Montag, 28. April 2008
Produzieren nach den Gesetzen der Schönheit II
Wie kann sich das alles ändern? Habe ich dem homo sovieticus mangelndes ästhetisches Empfinden bescheinigt, so muss ich nun darüber nachdenken, ob es diesen Typus unverändert immer noch gibt, oder ob die neue Zeit ganz und gar unfähig war, an dessen mangelnder ästhetischer Bildung, ja, an dessen mangelndem ästhetischem Empfinden auch nur das Geringste zu ändern. Beides ist wohl der Fall. Und hier das Ergebnis der neuesten Renovierung in meinem Hausflur!
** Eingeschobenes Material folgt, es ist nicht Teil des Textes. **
//! Country features: a geometry with a stable identity and its original anchor point.

use truesize_core::LonLat;
use truesize_core::coords::{to_lon_lat, to_vector};
use truesize_core::vector::{self, ZERO};

use crate::geometry::Geometry;
use crate::transform::{relocate, relocate_on_body};

/// A draggable shape. Transforms derive new features and leave this one untouched.
#[derive(Debug, Clone, PartialEq)]
pub struct CountryFeature {
    pub id: String,
    pub name: Option<String>,
    pub geometry: Geometry,
    /// Anchor used as the pivot for every rotation and scale.
    pub centroid: LonLat,
}

impl CountryFeature {
    /// Build a feature whose centroid is computed from the geometry.
    ///
    /// Geometries without positions, including [`Geometry::Unknown`] kinds whose
    /// coordinates are never read, are anchored at `(0, 0)`.
    pub fn new(id: impl Into<String>, name: Option<String>, geometry: Geometry) -> Self {
        let centroid = centroid(&geometry).unwrap_or_default();
        Self {
            id: id.into(),
            name,
            geometry,
            centroid,
        }
    }

    /// Same identity and anchor, different geometry.
    pub fn with_geometry(&self, geometry: Geometry) -> Self {
        Self {
            id: self.id.clone(),
            name: self.name.clone(),
            geometry,
            centroid: self.centroid,
        }
    }

    /// Copy of this feature rotated so its centroid sits on `target`.
    pub fn relocated(&self, target: LonLat) -> Self {
        self.with_geometry(relocate(&self.geometry, self.centroid, target))
    }

    /// Copy of this feature scaled by `factor` about its centroid, then moved to `target`.
    pub fn relocated_on_body(&self, target: LonLat, factor: f64) -> Self {
        self.with_geometry(relocate_on_body(
            &self.geometry,
            self.centroid,
            target,
            factor,
        ))
    }

    /// Display label: the name when present, otherwise the id.
    pub fn label(&self) -> &str {
        self.name.as_deref().unwrap_or(&self.id)
    }
}

/// Spherical vertex centroid: the normalised mean of every vertex's unit vector.
///
/// Ring closures are not counted twice. Returns `None` for geometries without
/// positions. A single vertex is returned as given. When the mean vector
/// vanishes (vertices balanced around the sphere) the first vertex is used.
pub fn centroid(geometry: &Geometry) -> Option<LonLat> {
    let mut sum = ZERO;
    let mut first = None;
    let mut count = 0usize;
    geometry.for_each_vertex(&mut |position: &[f64]| {
        if let [lon, lat, ..] = position {
            let p = LonLat::new(*lon, *lat);
            first.get_or_insert(p);
            sum = vector::add(&sum, &to_vector(p));
            count += 1;
        }
    });

    let first = first?;
    if count == 1 {
        return Some(first);
    }
    let mean = vector::normalize(&sum);
    if mean == ZERO {
        return Some(first);
    }
    Some(to_lon_lat(&mean))
}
Liebe Leute, wer kann sich DAS täglich ansehen, ohne Aggressionen zu bekommen? Bisher stieg mein Adrenalinspiegel immer erst, wenn in den Inhalt meines Briefkastens in Augenschein nahm. Siehe den Bericht über die ständig und wundersam steigenden Telefonrechnungen! Aber nun kriege ich Wutanfälle schon, wenn ich vor diesem Kasten stehe! Soll ich auch noch beschreiben, was passierte, als ich versuchte, meine Wohnungsnummer in diesen Wust aus Tränen ziehendem Farbauftrag einzuritzen? Es platzte gleich ein ca. 5 x 5 cm großes Stück Farbe ab! Wie denn auch nicht? Einfach drüber schmieren hilft ja nix. Ein bisschen aufrauen, abschleifen der alten Farbe oder Ähnliches wäre zu empfehlen gewesen. Ja, "niemieckij spezialist"! Das hatten wir nun schon öfters. Wieso ist ein Germanist und Bücherleser ein "deutscher Spezialist" für Farbanstriche, wenn er in der weiland DDR, wo man auch immer alles selbst machen musste, gelernt hat, alte Farben vorher abzuwaschen und wenn nötig abzubrennen? Dass man das hier immer noch nicht gelernt hat, davon zeugen all die nicht mehr schließenden Fenster, die unbeweglichen Verriegelungen , die überall schon kurz nach dem Neuanstrich wieder sichtbaren "Verwüstungen", die entstehen, wenn der 5. Ölfarbanstrich über dem 4. sich einfach wieder verabschiedet oder der braune Kalkanstrich einfach meint, sich unter dem drüber getünchten weißen wieder bemerkbar machen zu müssen. Ja, das muss er . Es ist seine Natur, der man hier - aus welchen Gründen auch immer - immer noch nicht auf die Sprünge gekommen ist! Brrrr...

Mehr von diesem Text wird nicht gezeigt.